XII

Al fin entró en el cuartel la comitiva, y el populacho, azuzado sin cesar por los lacayos palaciegos, tuvo el sentimiento de no poder mostrar su heroísmo con el éxito que deseara. Alguno de los más celosos entre tan bravos campeones salió malherido á consecuencia de que todas las piedras lanzadas contra el Ministro no seguían la dirección dada por la mano que las tiraba. Digo esto, porque en el momento en que Santurrias se encaramaba sobre los hombros de dos palurdos para poder asestar un golpe certero al infeliz mártir, recibió una peladilla de arroyo sobre la ceja derecha con tanta fuerza, que el benemérito sacristán cayó al suelo sin sentido. Al punto, los que más cerca estábamos, Lopito y yo, corrimos en su ayuda, y en unión de otras dos personas caritativas, llevamos aquel talego á su casa, pues Santurrias vivía pared por medio con mi buen amigo D. Celestino del Malvar. Luégo que este vió entrar á su subalterno tan malparado, cruzó las manos y dijo:

—Castigo de Dios ha sido, por las muchas blasfemias de este hombre y su abominable complicidad con los enemigos del Estado. No es esta ocasión de demostrar cólera, sino blandura: aquí estoy yo para curarle y asistirle, pues prójimo es, aunque un grandísimo bribón. Dejadle ahí sobre una estera, que yo prepararé las bizmas y el ungüento, con lo cual quedará como nuevo. Ánimo, amigo Santurrias, ¿estáis encandilado todavía? ¿Queréis que saque una de aquellas botellas que tanto deseáis? Tía Gila—añadió, dando una llave á la mujer que le servía—abra usted la alacena y saque al punto una de las que dicen La Nava, seco, para ver si con la perspectiva de ella se reanima un tantico este buen hombre. Y vosotros, chiquillos—prosiguió dirigiéndose á los cuatro hijos de Santurrias, que exhalaban plañideros hipidos en torno al desmayado cuerpo de su padre—, no lloréis, que esto no es más que un rasguño alcanzado por este buen hombre en alguna disputa. No lloréis, que vuestro padre vive y estará sano dentro de una hora... Y si muriese, yo os prometo que no quedaréis huérfanos, porque aquí me tenéis á mí, que os he de amparar como un padre. Vamos, chiquillos, aquí no servís más que de estorbo. Idos á jugar... Vaya, para que os quitéis de en medio, os permito que toquéis un poquito las campanas, picarones..., id á la torre; pero no toquéis fuerte: tocad á sermón ó á completas.
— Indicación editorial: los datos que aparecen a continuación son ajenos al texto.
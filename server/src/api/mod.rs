//! API Router and Application State
//!
//! Every action is served at `/{action}`. Requests pass through
//! normalization, then the access-token gate, then dispatch.

pub mod actions;
pub mod error;
pub mod middleware;
pub mod request;

use std::sync::Arc;

use axum::{
    extract::DefaultBodyLimit, middleware::from_fn_with_state, routing::any, Router,
};
use tower_http::trace::TraceLayer;

use crate::{backend::Backend, config::Config, ratelimit::RateLimit};

pub use actions::{ActionTable, handle_action};
pub use error::ApiError;

/// Shared application state.
#[derive(Clone)]
pub struct AppState {
    /// Bot session all actions are executed against
    pub backend: Arc<dyn Backend>,
    /// Server configuration
    pub config: Arc<Config>,
    /// Immutable action name lookup
    pub actions: Arc<ActionTable>,
    /// Dispatch rate limiter (optional)
    pub rate_limiter: Option<Arc<dyn RateLimit>>,
}

impl AppState {
    /// Create new application state with the full action table.
    #[must_use]
    pub fn new(
        backend: Arc<dyn Backend>,
        config: Config,
        rate_limiter: Option<Arc<dyn RateLimit>>,
    ) -> Self {
        Self {
            backend,
            config: Arc::new(config),
            actions: Arc::new(ActionTable::new()),
            rate_limiter,
        }
    }
}

/// Create the API router.
pub fn create_router(state: AppState) -> Router {
    let max_body_size = state.config.max_body_size;

    Router::new()
        .route("/{action}", any(handle_action))
        .fallback(fallback)
        .layer(from_fn_with_state(state.clone(), middleware::require_token))
        .layer(from_fn_with_state(state.clone(), middleware::normalize_request))
        .layer(DefaultBodyLimit::max(max_body_size))
        .layer(TraceLayer::new_for_http())
        .with_state(state)
}

async fn fallback() -> ApiError {
    ApiError::NotFound
}
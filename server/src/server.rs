//! HTTP Server Lifecycle
//!
//! [`HttpServer`] is the owned handle for the one running listener. It is
//! created by [`HttpServer::start`] and consumed by [`HttpServer::stop`].

use std::convert::Infallible;
use std::io;
use std::net::SocketAddr;
use std::time::Duration;

use axum::Router;
use thiserror::Error;
use tokio::{net::TcpListener, sync::oneshot, task::JoinHandle};
use tracing::{error, info, warn};

/// Deadline for in-flight requests once shutdown has been requested.
pub const SHUTDOWN_TIMEOUT: Duration = Duration::from_secs(5);

/// Pause before exiting on a bind failure so the log line gets out.
const BIND_FAILURE_PAUSE: Duration = Duration::from_secs(5);

#[derive(Debug, Error)]
pub enum ServerError {
    #[error("Failed to bind {addr}: {source}")]
    Bind {
        addr: String,
        #[source]
        source: io::Error,
    },

    #[error("Server error: {0}")]
    Serve(#[from] io::Error),
}

/// A running HTTP listener.
pub struct HttpServer {
    local_addr: SocketAddr,
    shutdown: oneshot::Sender<()>,
    task: JoinHandle<Result<(), ServerError>>,
}

impl HttpServer {
    /// Bind `addr` and start serving `router` in the background.
    pub async fn start(addr: &str, router: Router) -> Result<Self, ServerError> {
        let bind_error = |source| ServerError::Bind {
            addr: addr.to_owned(),
            source,
        };
        let listener = TcpListener::bind(addr).await.map_err(bind_error)?;
        let local_addr = listener.local_addr().map_err(bind_error)?;

        let (shutdown, signal) = oneshot::channel::<()>();
        let task = tokio::spawn(async move {
            axum::serve(
                listener,
                router.into_make_service_with_connect_info::<SocketAddr>(),
            )
            .with_graceful_shutdown(async {
                // A dropped sender also counts as a shutdown request.
                let _ = signal.await;
            })
            .await?;
            Ok::<(), ServerError>(())
        });

        info!(address = %local_addr, "HTTP server listening");
        Ok(Self {
            local_addr,
            shutdown,
            task,
        })
    }

    pub const fn local_addr(&self) -> SocketAddr {
        self.local_addr
    }

    /// Request graceful shutdown and wait up to [`SHUTDOWN_TIMEOUT`] for
    /// in-flight requests to finish.
    pub async fn stop(self) {
        self.stop_within(SHUTDOWN_TIMEOUT).await;
    }

    /// [`Self::stop`] with an explicit deadline. The serve task is aborted
    /// once `deadline` passes.
    pub async fn stop_within(self, deadline: Duration) {
        let Self {
            local_addr,
            shutdown,
            mut task,
        } = self;

        info!(address = %local_addr, "Stopping HTTP server");
        let _ = shutdown.send(());

        match tokio::time::timeout(deadline, &mut task).await {
            Ok(Ok(Ok(()))) => info!("HTTP server stopped"),
            Ok(Ok(Err(e))) => error!(error = %e, "HTTP server exited with error"),
            Ok(Err(e)) => error!(error = %e, "HTTP server task failed"),
            Err(_) => {
                warn!(
                    timeout_secs = deadline.as_secs(),
                    "HTTP server did not shut down in time, aborting"
                );
                task.abort();
            }
        }
    }
}

/// Log a fatal start failure, pause briefly, and exit the process.
///
/// Never returns; the `Infallible` output lets callers diverge with an
/// empty `match`.
pub async fn exit_on_bind_failure(err: &ServerError) -> Infallible {
    report_bind_failure(err).await;
    std::process::exit(1)
}

async fn report_bind_failure(err: &ServerError) {
    error!(error = %err, "HTTP server failed to start");
    error!("Check whether the port is already in use by another program");
    tokio::time::sleep(BIND_FAILURE_PAUSE).await;
}
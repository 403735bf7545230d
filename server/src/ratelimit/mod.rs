//! Rate limiting module for throttling action dispatch.
//!
//! One limiter instance is shared by every request. The gateway only needs
//! the [`RateLimit`] seam; [`TokenBucket`] is the default discipline.

pub mod config;
pub mod limiter;

pub use config::*;
pub use limiter::*;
Como se levanta la bandada de pájaros, sorprendida por el cazador, así volaron fuera del cuarto los cuatro muchachos, y un instante después todas las viejas del pueblo salían á sus puertas y balcones, diciéndose unas á otras: «Señora doña Blasa, esta tarde tenemos sermón y completas. Buena falta hace, á ver si se acaban pronto estas herejías».

Santurrias, que había perdido mucha sangre, recobró algo tarde el completo uso de sus eminentes facultades, y al abrir á la luz del día sus ojos, permaneció como atontado por un buen rato hasta que fué devuelto á su lengua el don de la facundia.

—¡Que lo ahorquen!—dijo—. Que nos lo den; que lo echen hacia acá, y nosotros le enjusticiaremos. Despachemos primero á los guardias de á caballo, y dimpués á él... No arrempujar, señores. Darle onde le duela. Pincha tú por bajo, Agustinillo, que yo con esta almendra le echo la puntería en metá la nariz. ¡Mil demonios! ¿Quién tira piedras?... ¡Muerto soy!

—No, yerba ruin: vivo estás—dijo D. Celestino, aplicándole una venda á la herida—. Mira esto que he puesto delante. Es una botella de aquellas que deseabas, borracho; tuya será cuando te pongas bueno, si prometes no decir disparates.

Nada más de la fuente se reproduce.